Petite explication mathématique :
Soit une inflation de 6 % année glissante, donc sur les 12 derniers mois. Et supposons que cette inflation est le résultat d’une inflation mensuelle ( Im) constante. Cela signifie alors que (1 + Im)12 =1,06.
Soit Im = 0,5 % environ.
Cette annonce constante de « 6 % d’inflation » tous les mois signifierait donc une continuation de l’inflation à hauteur d’environ 0,5 % tous les mois … et ce n’est pas rien !
Si on entendait cela une année supplémentaire, donc une inflation de 2 années complètes, cela signifierait que l’inflation aura été de 1,06²-1 = 12,36 % d’inflation … environ car avec l’hypothèse de départ.
Bref, attention à ne pas innocemment s’habituer à cette annonce constante depuis quelques mois …
Alors, pour info, l’inflation cumulée de ces deux dernières années - précisément entre décembre 2020 et décembre 2022 – est 9 %. C’est quand même pas mal, quand on sait que, pour l’instant une bonne partie des enseignants n’aura eu que … 3,5 % de compensation …
2) L’impact sur les prix
Là, beaucoup plus s’en rendent compte : l’augmentation des prix de l’énergie sur le marché européen – sur lequel s’aligne généreusement la France (car oui, il pourrait en être autrement comme pour l’Espagne et le Portugal …) a une incidence sur une bonne partie des produits, surtout les produits alimentaires, et cela continuera de plus belle …
Et ce dont il faut surtout se rendre compte, c’est que cela sera irréversible pour la grande majorité des produits. Concernant les carburants, cela dépend de pas mal de facteurs, mais on peut logiquement penser que, si recul il y a, cela sera dérisoire … pourquoi les producteurs de pétrole réduiraient-ils leurs tarifs, quand les citoyens ont finalement fini par accepter cette stabilisation à des prix aussi élevés ? Et bien sûr, en France, l’un des pays où les carburants sont les plus taxés, l’Etat ne va certainement se remettre à faire de remises, et encore moins à baisser les taxes. Et, pour ceux qui ne s’en seraient pas rendu compte, l’Etat se fait maintenant de belles marges supplémentaires avec une stabilisation des prix aussi hautes.
Avez-vous donc vérifié ce que vous dépensez en plus par mois dans vos achats de consommation courants depuis un an ? La facture a certainement beaucoup plus augmenté de ces 3,5 % de revalorisation, et probablement même plus que ces 6 % d’inflation de ces dernières années ….
3) Ce qui arrive et qui est déjà arrivé … oh, vous ne saviez pas ?!

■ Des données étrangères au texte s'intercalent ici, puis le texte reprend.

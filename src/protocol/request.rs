use std::{fmt, str::FromStr};

use bincode::{Decode, Encode};

use super::{
    CodecError, MessageId, OpTag, Payload, ResponseKind,
    message::{decode_payload, encode_payload},
};

#[derive(Debug, Clone, Copy, PartialEq, Eq, Encode, Decode)]
pub enum Scope {
    Base,
    OneLevel,
    Subtree,
}

impl FromStr for Scope {
    type Err = String;

    fn from_str(s: &str) -> Result<Self, Self::Err> {
        match s.to_lowercase().as_str() {
            "base" => Ok(Scope::Base),
            "one" | "onelevel" => Ok(Scope::OneLevel),
            "sub" | "subtree" => Ok(Scope::Subtree),
            other => Err(format!("unrecognized scope '{other}'")),
        }
    }
}

#[derive(Debug, Clone, Copy, PartialEq, Eq, Encode, Decode)]
pub enum DerefAliases {
    Never,
    InSearching,
    FindingBase,
    Always,
}

#[derive(Clone, PartialEq, Eq, Encode, Decode)]
pub enum Authentication {
    Simple(String),
    Sasl {
        mechanism: String,
        credentials: Option<Vec<u8>>,
    },
}

// Credentials must not leak into request traces.
impl fmt::Debug for Authentication {
    fn fmt(&self, f: &mut fmt::Formatter<'_>) -> fmt::Result {
        match self {
            Authentication::Simple(_) => f.write_str("Simple(<redacted>)"),
            Authentication::Sasl { mechanism, .. } => f
                .debug_struct("Sasl")
                .field("mechanism", mechanism)
                .finish_non_exhaustive(),
        }
    }
}

#[derive(Debug, Clone, PartialEq, Eq, Encode, Decode)]
pub struct BindRequest {
    pub version: u8,
    pub name: String,
    pub authentication: Authentication,
}

impl BindRequest {
    pub fn simple(name: impl Into<String>, password: impl Into<String>) -> Self {
        Self {
            version: 3,
            name: name.into(),
            authentication: Authentication::Simple(password.into()),
        }
    }
}

#[derive(Debug, Clone, PartialEq, Eq, Encode, Decode)]
pub struct SearchRequest {
    pub base: String,
    pub scope: Scope,
    pub deref: DerefAliases,
    pub size_limit: u32,
    pub time_limit: u32,
    pub types_only: bool,
    /// Filter in its string form; parsing is the server's concern.
    pub filter: String,
    pub attributes: Vec<String>,
}

impl SearchRequest {
    pub fn new(base: impl Into<String>, scope: Scope, filter: impl Into<String>) -> Self {
        Self {
            base: base.into(),
            scope,
            deref: DerefAliases::Never,
            size_limit: 0,
            time_limit: 0,
            types_only: false,
            filter: filter.into(),
            attributes: Vec::new(),
        }
    }

    pub fn with_attributes<I, S>(mut self, attributes: I) -> Self
    where
        I: IntoIterator<Item = S>,
        S: Into<String>,
    {
        self.attributes = attributes.into_iter().map(Into::into).collect();
        self
    }
}

#[derive(Debug, Clone, PartialEq, Eq, Encode, Decode)]
pub struct Attribute {
    pub name: String,
    pub values: Vec<String>,
}

impl Attribute {
    pub fn new<I, S>(name: impl Into<String>, values: I) -> Self
    where
        I: IntoIterator<Item = S>,
        S: Into<String>,
    {
        Self {
            name: name.into(),
            values: values.into_iter().map(Into::into).collect(),
        }
    }
}

#[derive(Debug, Clone, Copy, PartialEq, Eq, Encode, Decode)]
pub enum ModifyOperation {
    Add,
    Delete,
    Replace,
}

#[derive(Debug, Clone, PartialEq, Eq, Encode, Decode)]
pub struct Modification {
    pub operation: ModifyOperation,
    pub attribute: Attribute,
}

#[derive(Debug, Clone, PartialEq, Eq, Encode, Decode)]
pub struct ModifyRequest {
    pub dn: String,
    pub changes: Vec<Modification>,
}

#[derive(Debug, Clone, PartialEq, Eq, Encode, Decode)]
pub struct AddRequest {
    pub dn: String,
    pub attributes: Vec<Attribute>,
}

#[derive(Debug, Clone, PartialEq, Eq, Encode, Decode)]
pub struct ModifyDnRequest {
    pub dn: String,
    pub new_rdn: String,
    pub delete_old_rdn: bool,
    pub new_superior: Option<String>,
}

#[derive(Debug, Clone, PartialEq, Eq, Encode, Decode)]
pub struct CompareRequest {
    pub dn: String,
    pub attribute: String,
    pub value: String,
}

#[derive(Debug, Clone, PartialEq, Eq, Encode, Decode)]
pub struct ExtendedRequest {
    pub name: String,
    pub value: Option<Vec<u8>>,
}

/// Client-to-server operation payload.
#[derive(Debug, Clone, PartialEq, Eq)]
pub enum Request {
    Bind(BindRequest),
    Unbind,
    Search(SearchRequest),
    Modify(ModifyRequest),
    Add(AddRequest),
    Delete { dn: String },
    ModifyDn(ModifyDnRequest),
    Compare(CompareRequest),
    Abandon(MessageId),
    Extended(ExtendedRequest),
}

impl Request {
    /// How the server answers this operation.
    pub fn response_kind(&self) -> ResponseKind {
        match self {
            Request::Bind(_) => ResponseKind::Single(OpTag::BindResponse),
            Request::Unbind | Request::Abandon(_) => ResponseKind::None,
            Request::Search(_) => ResponseKind::Search,
            Request::Modify(_) => ResponseKind::Single(OpTag::ModifyResponse),
            Request::Add(_) => ResponseKind::Single(OpTag::AddResponse),
            Request::Delete { .. } => ResponseKind::Single(OpTag::DelResponse),
            Request::ModifyDn(_) => ResponseKind::Single(OpTag::ModDnResponse),
            Request::Compare(_) => ResponseKind::Single(OpTag::CompareResponse),
            Request::Extended(_) => ResponseKind::Single(OpTag::ExtendedResponse),
        }
    }

    pub fn decode(tag: OpTag, bytes: &[u8]) -> Result<Self, CodecError> {
        let request = match tag {
            OpTag::BindRequest => Request::Bind(decode_payload(bytes)?),
            OpTag::UnbindRequest => {
                decode_payload::<()>(bytes)?;
                Request::Unbind
            }
            OpTag::SearchRequest => Request::Search(decode_payload(bytes)?),
            OpTag::ModifyRequest => Request::Modify(decode_payload(bytes)?),
            OpTag::AddRequest => Request::Add(decode_payload(bytes)?),
            OpTag::DelRequest => Request::Delete {
                dn: decode_payload(bytes)?,
            },
            OpTag::ModDnRequest => Request::ModifyDn(decode_payload(bytes)?),
            OpTag::CompareRequest => Request::Compare(decode_payload(bytes)?),
            OpTag::AbandonRequest => Request::Abandon(decode_payload(bytes)?),
            OpTag::ExtendedRequest => Request::Extended(decode_payload(bytes)?),
            tag => return Err(CodecError::NotARequest { tag }),
        };
        Ok(request)
    }
}

impl Payload for Request {
    fn op_tag(&self) -> OpTag {
        match self {
            Request::Bind(_) => OpTag::BindRequest,
            Request::Unbind => OpTag::UnbindRequest,
            Request::Search(_) => OpTag::SearchRequest,
            Request::Modify(_) => OpTag::ModifyRequest,
            Request::Add(_) => OpTag::AddRequest,
            Request::Delete { .. } => OpTag::DelRequest,
            Request::ModifyDn(_) => OpTag::ModDnRequest,
            Request::Compare(_) => OpTag::CompareRequest,
            Request::Abandon(_) => OpTag::AbandonRequest,
            Request::Extended(_) => OpTag::ExtendedRequest,
        }
    }

    fn encode(&self) -> Result<Vec<u8>, CodecError> {
        match self {
            Request::Bind(bind) => encode_payload(bind),
            Request::Unbind => encode_payload(&()),
            Request::Search(search) => encode_payload(search),
            Request::Modify(modify) => encode_payload(modify),
            Request::Add(add) => encode_payload(add),
            Request::Delete { dn } => encode_payload(dn),
            Request::ModifyDn(modify_dn) => encode_payload(modify_dn),
            Request::Compare(compare) => encode_payload(compare),
            Request::Abandon(id) => encode_payload(id),
            Request::Extended(extended) => encode_payload(extended),
        }
    }
}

a) Ce qui est déjà ou très bientôt effectif
Avant de parler de ce qui va arriver et va faire augmenter l’inflation, il faut déjà parler de ce qui est déjà arrivé : nous somme en janvier et, depuis le 1er, le bouclier tarifaire est passé, pour le gaz naturel (au tarif réglementé), de 4 % l’année dernière à ... 15 %. Et je précise que cela signifie qu’on repart des prix de 2022 et que l’on RAJOUTE donc 15 %. Pas comme si on avait juste augmenté de la différence, donc de 11 %. On compatit, d’ailleurs pour ceux qui se sont fait avoir en prenant un contrat avec tarif non réglementé …
Et pour l’électricité ? Ce sera exactement la même chose, mais avec un répit d’un mois, donc en vigueur le 1er février.
Et là, ça va commencer à piquer. D’ailleurs cela devrait impliquer la plus forte inflation sur les deux ou trois mois, de décembre 2022 à février 2023. On a hâte de découvrir les chiffres !
b) Ce qui arrive …
Le 1er juillet … certains sont déjà au courant car ils ont déjà reçu cette lettre/mail leur indiquant – en fait leur imposant – de changer de contrat pour le gaz à partir de cette date. Car, à partir de cette date, le tarif du gaz ne sera plus « réglementé », et cela sera sans exception, a priori. C’est-à-dire que les heureux consommateurs de gaz naturel vont découvrir les joies des prix du marché ! Et là, ce devrait faire plus que piquer …
Bon, pour l’instant il y a de quoi être optimiste puisque les prix du marché du gaz ont énormément diminué. Par contre les prix sont « lissés », donc cette baisse n’est pas (encore ?) ressentie, nul ne sait ce qu’il en sera dans les mois à venir, et, surtout le prix reste deux fois plus élevé qu’avant le Covid. La conséquence quasi certaine, c’est qu’au premier juillet les prix du gaz seront largement supérieurs au tarif réglementé actuel plafonnés à 15 % ...
Oh, il est prévu des « primes énergie » … ouf !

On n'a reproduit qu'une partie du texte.